Section 5 Telematics car driving data

Guangyuan Gao, Yanlin Shi, He Wang

In this chapter, we first describe the telematics variables collected. Then we conduct the data cleaning. Finally we get three formats of telematics data: (1) time series; (2) summary statistics; (3) heatmaps.

5.1 Telematics variables

A trip is defined as the period from the engine start to the engine switch off. During a trip, the following 15 variables are recorded second by second. We explain them as follows.

5.1.1 Field mask

  1. Field_Mask. This is a hex code which can be converted into a binary vector indicating the validation of the telematics variable 6. GPS_Latitude to 15. Accel_Vertical (using function BMS::hex2bin). Note that the original data records the invalid data as zero, and we need to change those invalid data as NA.

5.1.2 Vehicle identification variables

  1. Device_ID. This variable also appears in the userlist dataset. It is used to match the telematics data with the policy data.

  2. Detected_VIN. Given the Device_ID, this variable is not very useful in the current study.

5.1.3 Time

  1. Trip_Number. This variable is the beginning time of a trip in the UTC format. This variable has the same value during the whole trip. It can be converted to the Beijing time by as.POSIXlt(,origin="1970-01-01",tz="Asia/Shanghai").

  2. Time_Stamp. This variable is the UTC time of the corresponding record in a trip. This variable is increasing by one in a trip file.

5.1.4 GPS variables

When the following GPS variables are invalid, they are recorded as zero. To avoid confusion, we change the invalid zero values to NA.

  1. GPS_Latitude. This variable is the GPS latitude in decimal degree multiplied by \(10^7\).

  2. GPS_Longitude.
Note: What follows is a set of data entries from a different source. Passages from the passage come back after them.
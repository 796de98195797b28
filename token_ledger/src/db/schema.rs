//! Ledger schema, applied idempotently on startup.

/// Schema statements; every statement is `IF NOT EXISTS`
pub const SCHEMA: &str = r#"
CREATE TABLE IF NOT EXISTS integrations (
    id          TEXT PRIMARY KEY,
    name        TEXT NOT NULL,
    company_id  TEXT NOT NULL DEFAULT '',
    created_at  TEXT NOT NULL,
    updated_at  TEXT NOT NULL
);

CREATE TABLE IF NOT EXISTS players (
    integration_id  TEXT NOT NULL REFERENCES integrations (id),
    player_id       TEXT NOT NULL,
    alias           TEXT,
    created_at      TEXT NOT NULL,
    PRIMARY KEY (integration_id, player_id)
);

CREATE TABLE IF NOT EXISTS player_aliases (
    integration_id  TEXT NOT NULL,
    player_id       TEXT NOT NULL,
    alias           TEXT NOT NULL,
    PRIMARY KEY (integration_id, player_id, alias),
    FOREIGN KEY (integration_id, player_id) REFERENCES players (integration_id, player_id)
);

CREATE TABLE IF NOT EXISTS balances (
    integration_id  TEXT NOT NULL,
    player_id       TEXT NOT NULL,
    token           TEXT NOT NULL,
    amount          INTEGER NOT NULL DEFAULT 0 CHECK (amount >= 0),
    PRIMARY KEY (integration_id, player_id, token),
    FOREIGN KEY (integration_id, player_id) REFERENCES players (integration_id, player_id)
);

CREATE TABLE IF NOT EXISTS ledger_entries (
    id              INTEGER PRIMARY KEY AUTOINCREMENT,
    integration_id  TEXT NOT NULL,
    player_id       TEXT NOT NULL,
    token           TEXT NOT NULL,
    amount          INTEGER NOT NULL,
    balance_after   INTEGER NOT NULL CHECK (balance_after >= 0),
    direction       TEXT NOT NULL CHECK (direction IN ('credit', 'debit')),
    memo            TEXT NOT NULL DEFAULT '',
    metadata        TEXT NOT NULL DEFAULT '{}',
    created_at      TEXT NOT NULL,
    FOREIGN KEY (integration_id, player_id) REFERENCES players (integration_id, player_id)
);

CREATE INDEX IF NOT EXISTS idx_ledger_entries_player
    ON ledger_entries (integration_id, player_id, id);
"#;

/// Columns added after the first release, as `(table, column, definition)`.
/// Applied with `ALTER TABLE` when a database created earlier lacks them.
pub const ADDED_COLUMNS: &[(&str, &str, &str)] = &[(
    "ledger_entries",
    "metadata",
    "TEXT NOT NULL DEFAULT '{}'",
)];
//! Ledger data models.

use chrono::{DateTime, Utc};
use serde::{Deserialize, Serialize};
use std::collections::BTreeMap;

/// Token symbol, e.g. `RACKDOG`. Opaque and case-sensitive.
pub type Token = String;

/// Free-form key/value context attached to a posting (game mode, map, ...)
pub type Metadata = BTreeMap<String, String>;

/// Registered game/studio economy namespace
#[derive(Debug, Clone, PartialEq, Eq, Serialize, Deserialize)]
pub struct Integration {
    pub id: String,
    pub name: String,
    pub company_id: String,
    pub created_at: DateTime<Utc>,
    pub updated_at: DateTime<Utc>,
}

/// Player identity scoped to one integration, with every token balance it
/// has ever transacted (zero balances included).
#[derive(Debug, Clone, PartialEq, Eq, Serialize, Deserialize)]
pub struct Player {
    pub id: String,
    pub integration_id: String,
    /// Most recently registered alias
    pub alias: Option<String>,
    /// Every distinct alias, in first-registration order
    pub aliases: Vec<String>,
    pub balances: BTreeMap<Token, i64>,
    pub created_at: DateTime<Utc>,
}

impl Player {
    /// Balance for a token, 0 when never transacted
    pub fn balance(&self, token: &str) -> i64 {
        self.balances.get(token).copied().unwrap_or(0)
    }

    /// Merge an alias into the alias set. Returns true if it was new.
    pub(crate) fn merge_alias(&mut self, alias: &str) -> bool {
        self.alias = Some(alias.to_string());
        if self.aliases.iter().any(|a| a == alias) {
            return false;
        }
        self.aliases.push(alias.to_string());
        true
    }
}

/// Journal entry written for every successful earn or spend
#[derive(Debug, Clone, PartialEq, Eq, Serialize, Deserialize)]
pub struct LedgerEntry {
    pub id: i64,
    pub integration_id: String,
    pub player_id: String,
    pub token: Token,
    /// Signed amount: positive for credits, negative for debits
    pub amount: i64,
    pub balance_after: i64,
    pub direction: EntryDirection,
    /// Earn source or spend reason, free text
    pub memo: String,
    #[serde(default, skip_serializing_if = "BTreeMap::is_empty")]
    pub metadata: Metadata,
    pub created_at: DateTime<Utc>,
}

/// Entry direction
#[derive(Debug, Clone, Copy, PartialEq, Eq, Serialize, Deserialize)]
#[serde(rename_all = "lowercase")]
pub enum EntryDirection {
    Credit,
    Debit,
}

impl EntryDirection {
    /// Apply the direction's sign to a positive amount
    pub fn signed(self, amount: i64) -> i64 {
        match self {
            EntryDirection::Credit => amount,
            EntryDirection::Debit => -amount,
        }
    }
}

impl std::fmt::Display for EntryDirection {
    fn fmt(&self, f: &mut std::fmt::Formatter<'_>) -> std::fmt::Result {
        match self {
            EntryDirection::Credit => write!(f, "credit"),
            EntryDirection::Debit => write!(f, "debit"),
        }
    }
}

impl std::str::FromStr for EntryDirection {
    type Err = String;

    fn from_str(s: &str) -> Result<Self, Self::Err> {
        match s {
            "credit" => Ok(EntryDirection::Credit),
            "debit" => Ok(EntryDirection::Debit),
            other => Err(format!("unknown entry direction '{other}'")),
        }
    }
}

#[cfg(test)]
mod tests {
    use super::*;

    fn player() -> Player {
        Player {
            id: "p1".to_string(),
            integration_id: "g1".to_string(),
            alias: None,
            aliases: Vec::new(),
            balances: BTreeMap::new(),
            created_at: Utc::now(),
        }
    }

    #[test]
    fn test_merge_alias_is_set_like() {
        let mut p = player();
        assert!(p.merge_alias("Neo"));
        assert!(p.merge_alias("Trinity"));
        assert!(!p.merge_alias("Neo"));

        assert_eq!(p.aliases, vec!["Neo".to_string(), "Trinity".to_string()]);
        assert_eq!(p.alias.as_deref(), Some("Neo"));
    }

    #[test]
    fn test_balance_defaults_to_zero() {
        let mut p = player();
        p.balances.insert("RACKDOG".to_string(), 60);
        assert_eq!(p.balance("RACKDOG"), 60);
        assert_eq!(p.balance("rackdog"), 0);
    }

    #[test]
    fn test_entry_direction_round_trip() {
        assert_eq!("credit".parse::<EntryDirection>(), Ok(EntryDirection::Credit));
        assert_eq!(EntryDirection::Debit.to_string(), "debit");
        assert_eq!(EntryDirection::Debit.signed(40), -40);
        assert!("refund".parse::<EntryDirection>().is_err());
    }

    #[test]
    fn test_player_serializes_balances_in_token_order() {
        let mut p = player();
        p.balances.insert("XP".to_string(), 1);
        p.balances.insert("GEMS".to_string(), 2);
        let json = serde_json::to_string(&p).unwrap();
        assert!(json.find("GEMS").unwrap() < json.find("XP").unwrap());
    }
}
This variable is the GPS longitude in decimal degree multiplied by \(10^6\).

The GPS spherical coordinates can be converted to the geodetic coordinates \((x,y)\) using SoDA::geoXY. The geodetic coordinates can be used to calculate the distance, speed \(v^{(xy)}\), angle \(\psi^{(xy)}\), acceleration \(a^{(xy)}\) and angle change \(\Delta^{(xy)}\). There are GPS signal drift problems with the GPS coordinates \((x,y)\), which will affect those derived variables.

  1. GPS_Heading. This variable is the approaching direction of the vehicle \(\psi^{(gps)}\) in decimal degree multiplied by \(10^2\). It ranges from 0 to 360.

  2. GPS_Speed. This variable is the vehicle speed \(v^{(gps)}\) in \(km/h\) multiplied by \(10\). Note that \(3.6 km/h = 1 m/s\).

  3. Positional_Quality. This variable indicates the GPS signal quality. When it is zero, the vehicle cannot be located by the GPS satellite and the above four variables are invalid. Sometimes when it is one, the GPS coordinates might be zero. So it is better to judge the GPS validation using both the GPS coordinates and this variable.

5.1.5 Instrument panel variables

  1. VSS_Speed. This is the vehicle speed \(v^{(vss)}\) shown in the instrument panel. The insurer told us that when this variable is valid it is more reliable than the GPS_Speed \(v^{(gps)}\).

  2. Engine_RPM. This is the rotation of engine per minute shown in the instrument panel. We do not use this variable in the study.

5.1.6 Accelerometer variables

The following three variables are measured by a three-axis accelerometer.

  1. Accel_Lateral. The lateral acceleration \(a'^{(acc)}\) is perpendicular to the car approaching direction, which measures the change of car approaching direction.

  2. Accel_Longitudinal. The longitudinal acceleration \(a^{(acc)}\) is along the car approaching direction, which measures the change of speed values.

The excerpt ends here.